The driver, most likely in shock, hurtled down the road, stopping over an hour later, in my town.  Confused and dazed, I grabbed my pack and headed for home.  I learned later that drivers are instructed to leave the scene of an accident to avoid being beaten by witnesses.  Law and justice is usually handled by friends and family, on their terms.  Yet, the driver is supposed to stop at the next nearest place to secure help and report the accident.  But out here, there is no “next nearest place”. 

As I was trying to ascertain the condition of this man, I had considered the next possible steps.  There were none.  There was no room in the vehicle and it was unlikely that any passengers would exit in this very rural location.  Local suspicions and taboos, and issues with blood and body fluids was a real concern.  Where would the nearest clinic or hospital be, and what level of care could they provide, if there were any available at all.  And surely no clinic or hospital would be staffed on a Sunday.

Life is tragic and hard and real here.  When I told my Mozambican friends and colleagues about the accident, there was only an almost imperceptible pause and then the conversation moved on.  The teenage girls in my compound laughed.  My boss was surprised that I would opt not to travel for the next few weeks, as I wanted to avoid public transportation.

My mind is replaying this event and trying to understand the many levels.  There is so much that I will never comprehend, being an interloper here.  But I have to wonder if what I interpret as non-compassion is actually an acceptance of death as a reality of life.  There is no sanitization of death here, as there is in the western world.  Our culture masks sickness and accidents and death.  We can easily distance ourselves from the veracity while here it is unavoidable and visceral. 
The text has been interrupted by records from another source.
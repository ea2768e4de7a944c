//! Integration tests for the perfchart binary.
//!
//! These tests invoke perfchart as a subprocess against the chart files and
//! benchmark results under `tests/fixtures/`.

use std::path::PathBuf;
use std::process::{Command, Output};

use blast_perf::ChartKind;
use blast_perf::output::ChartData;

/// Path to the fixture directory.
fn fixture(name: &str) -> PathBuf {
    PathBuf::from(env!("CARGO_MANIFEST_DIR"))
        .join("tests/fixtures")
        .join(name)
}

/// Run perfchart with `args` and capture its output.
fn perfchart(args: &[&str]) -> Output {
    Command::new(env!("CARGO_BIN_EXE_perfchart"))
        .args(args)
        .output()
        .expect("failed to execute perfchart")
}

fn stdout(output: &Output) -> String {
    String::from_utf8_lossy(&output.stdout).into_owned()
}

fn stderr(output: &Output) -> String {
    String::from_utf8_lossy(&output.stderr).into_owned()
}

fn assert_success(output: &Output) {
    assert!(
        output.status.success(),
        "perfchart failed (exit={:?}):\nstdout:\n{}\nstderr:\n{}",
        output.status.code(),
        stdout(output),
        stderr(output),
    );
}

// ---------------------------------------------------------------------------
// render
// ---------------------------------------------------------------------------

#[test]
fn absolute_chart_skips_missing_source() {
    let config = fixture("absolute.toml");
    let output = perfchart(&["render", config.to_str().unwrap()]);
    assert_success(&output);

    let out = stdout(&output);
    assert!(out.contains("Processing dgemm-mkl.json"));
    assert!(out.contains("  MKL\n"));
    assert!(out.contains("  BLAST (SP)\n"));
    assert!(out.contains("20.0000"));
    assert!(out.contains("Skipping LIBXSMM (dgemm-libxsmm.json)"));
    assert!(out.contains("1 source(s) skipped."));
}

#[test]
fn strict_fails_on_skipped_source() {
    let config = fixture("absolute.toml");
    let output = perfchart(&["render", "--strict", config.to_str().unwrap()]);
    assert!(!output.status.success());
    assert!(stderr(&output).contains("--strict"));
}

#[test]
fn quiet_hides_progress() {
    let config = fixture("absolute.toml");
    let output = perfchart(&["-q", "render", config.to_str().unwrap()]);
    assert_success(&output);
    assert!(!stdout(&output).contains("Processing"));
}

#[test]
fn ratio_chart_drops_unmatched_sizes() {
    let config = fixture("ratio.toml");
    let output = perfchart(&["-q", "render", config.to_str().unwrap()]);
    assert_success(&output);

    let out = stdout(&output);
    assert!(out.contains("Ratio"));
    assert!(out.contains("    64  0.5000"));
    assert!(out.contains("   128  1.0000"));
    assert!(!out.contains("256"), "size 256 has no reference point:\n{out}");
}

#[test]
fn change_chart_uses_previous_run() {
    let config = fixture("change.toml");
    let output = perfchart(&["-q", "render", config.to_str().unwrap()]);
    assert_success(&output);

    let out = stdout(&output);
    assert!(out.contains("    64  1.2500"));
    assert!(out.contains("   128  0.8000"));
    assert!(out.contains("dgemm-mkl.ref.json"));
}

#[test]
fn aggregate_override() {
    let config = fixture("change.toml");
    let output = perfchart(&[
        "-q",
        "render",
        "--aggregate",
        "median",
        config.to_str().unwrap(),
    ]);
    assert_success(&output);
    assert!(stdout(&output).contains("1.3125"));
}

#[test]
fn all_sources_missing_fails() {
    let config = fixture("missing-only.toml");
    let output = perfchart(&["render", config.to_str().unwrap()]);
    assert!(!output.status.success());
    assert!(stderr(&output).contains("all 1 source(s) were skipped"));
}

#[test]
fn json_output_round_trips() {
    let config = fixture("ratio.toml");
    let out_path = std::env::temp_dir().join(format!(
        "perfchart-ratio-{}.json",
        std::process::id()
    ));
    let output = perfchart(&[
        "-q",
        "render",
        "--format",
        "json",
        "-o",
        out_path.to_str().unwrap(),
        config.to_str().unwrap(),
    ]);
    assert_success(&output);

    let json = std::fs::read_to_string(&out_path).expect("chart data not written");
    let _ = std::fs::remove_file(&out_path);
    let data: ChartData = serde_json::from_str(&json).expect("chart data is not valid JSON");

    assert_eq!(data.kind, ChartKind::Ratio);
    assert_eq!(data.aggregate, "median");
    assert_eq!(data.series.len(), 2);
    assert_eq!(data.series[0].label, "MKL");
    assert_eq!(data.series[0].points, vec![(64.0, 0.5), (128.0, 0.5)]);
    assert!(data.skipped.is_empty());
}

#[test]
fn json_requires_output_path() {
    let config = fixture("ratio.toml");
    let output = perfchart(&["render", "--format", "json", config.to_str().unwrap()]);
    assert!(!output.status.success());
    assert!(stderr(&output).contains("requires --output"));
}

#[test]
fn unknown_format_rejected() {
    let config = fixture("ratio.toml");
    let output = perfchart(&["render", "--format", "svg", config.to_str().unwrap()]);
    assert!(!output.status.success());
    assert!(stderr(&output).contains("unknown output format 'svg'"));
}

// ---------------------------------------------------------------------------
// inspect / ref-name
// ---------------------------------------------------------------------------

#[test]
fn inspect_shows_context_and_series() {
    let file = fixture("data/dgemm-mkl.json");
    let output = perfchart(&["inspect", "--aggregate", "median", file.to_str().unwrap()]);
    assert_success(&output);

    let out = stdout(&output);
    assert!(out.contains("Host         bench01"));
    assert!(out.contains("12 records, 3 tagged 'median'"));
    assert!(out.contains("4.1000e10"));
}

#[test]
fn inspect_lists_available_aggregates() {
    let file = fixture("data/dgemm-mkl.json");
    let output = perfchart(&["inspect", "--aggregate", "cv", file.to_str().unwrap()]);
    assert_success(&output);
    assert!(stdout(&output).contains("Available aggregates: mean, median, stddev"));
}

#[test]
fn inspect_ignores_entries_without_counters() {
    let file = fixture("data/dgemm-blast-static-panel.json");
    let output = perfchart(&["inspect", "--aggregate", "mean", file.to_str().unwrap()]);
    assert_success(&output);
    assert!(stdout(&output).contains("7 records, 2 tagged 'mean'"));

    let output = perfchart(&["inspect", "--aggregate", "cv", file.to_str().unwrap()]);
    assert_success(&output);
    assert!(stdout(&output).contains("Available aggregates: BigO, RMS, mean, median"));
}

#[test]
fn inspect_missing_file_fails() {
    let file = fixture("data/dgemm-openblas.json");
    let output = perfchart(&["inspect", file.to_str().unwrap()]);
    assert!(!output.status.success());
    assert!(stderr(&output).contains("no such file"));
}

#[test]
fn ref_name_prints_derived_names() {
    let output = perfchart(&["ref-name", "dgemm-blast.json", "a.b.json"]);
    assert_success(&output);
    assert_eq!(stdout(&output), "dgemm-blast.ref.json\na.b.ref.json\n");
}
For the first few days after the accident, I thought of people and places that I haven’t considered in almost forty years.  I wanted to be as far away from here as possible in time and place.  And, then, I found myself purchasing lettuce and tomato seeds, and of all things, hula hoops.  In my mind, I’ve planned out my garden.  I’ll take the next few months to prepare the soil and start to compost.  And, in the meantime I’ll hula-hoop with the local kids to pass the time and realize sometimes there are no answers.